-- Task instructions --
The required output is every entry, printed exactly as written.

== Segment start ==

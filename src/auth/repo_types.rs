use serde::{Deserialize, Serialize};
use sqlx::FromRow;
use time::OffsetDateTime;

#[derive(Debug, Clone, Copy, Default, Serialize, Deserialize, sqlx::Type, PartialEq, Eq)]
#[sqlx(type_name = "user_role", rename_all = "lowercase")]
#[serde(rename_all = "lowercase")]
pub enum Role {
    #[default]
    User,
    Admin,
}

/// User record in the database.
#[derive(Debug, Clone, Serialize, Deserialize, FromRow)]
#[serde(rename_all = "camelCase")]
pub struct User {
    pub id: i64,
    pub username: String,
    pub email: String,
    #[serde(skip_serializing)]
    pub password_hash: Option<String>, // None for external-identity accounts
    pub external_auth_id: Option<String>,
    pub role: Role,
    pub is_active: bool,
    #[serde(with = "time::serde::rfc3339")]
    pub created_at: OffsetDateTime,
    #[serde(with = "time::serde::rfc3339")]
    pub updated_at: OffsetDateTime,
}

/// Fields supplied at registration; the rest take their column defaults.
#[derive(Debug, Clone)]
pub struct NewUser {
    pub username: String,
    pub email: String,
    pub password_hash: String,
}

== Segment end ==

-- Task solution --
filename src/auth/repo_types.rs
use serde::{Deserialize, Serialize};
use sqlx::FromRow;
use time::OffsetDateTime;

#[derive(Debug, Clone, Copy, Default, Serialize, Deserialize, sqlx::Type, PartialEq, Eq)]
#[sqlx(type_name = "user_role", rename_all = "lowercase")]
#[serde(rename_all = "lowercase")]
pub enum Role {
    #[default]
    User,
    Admin,
}

/// User record in the database.
#[derive(Debug, Clone, Serialize, Deserialize, FromRow)]
#[serde(rename_all = "camelCase")]
pub struct User {
    pub id: i64,
    pub username: String,
    pub email: String,
    #[serde(skip_serializing)]
    pub password_hash: Option<String>, // None for external-identity accounts
    pub external_auth_id: Option<String>,
    pub role: Role,
    pub is_active: bool,
    #[serde(with = "time::serde::rfc3339")]
    pub created_at: OffsetDateTime,
    #[serde(with = "time::serde::rfc3339")]
    pub updated_at: OffsetDateTime,
}

/// Fields supplied at registration; the rest take their column defaults.
#[derive(Debug, Clone)]
pub struct NewUser {
    pub username: String,
    pub email: String,
    pub password_hash: String,
}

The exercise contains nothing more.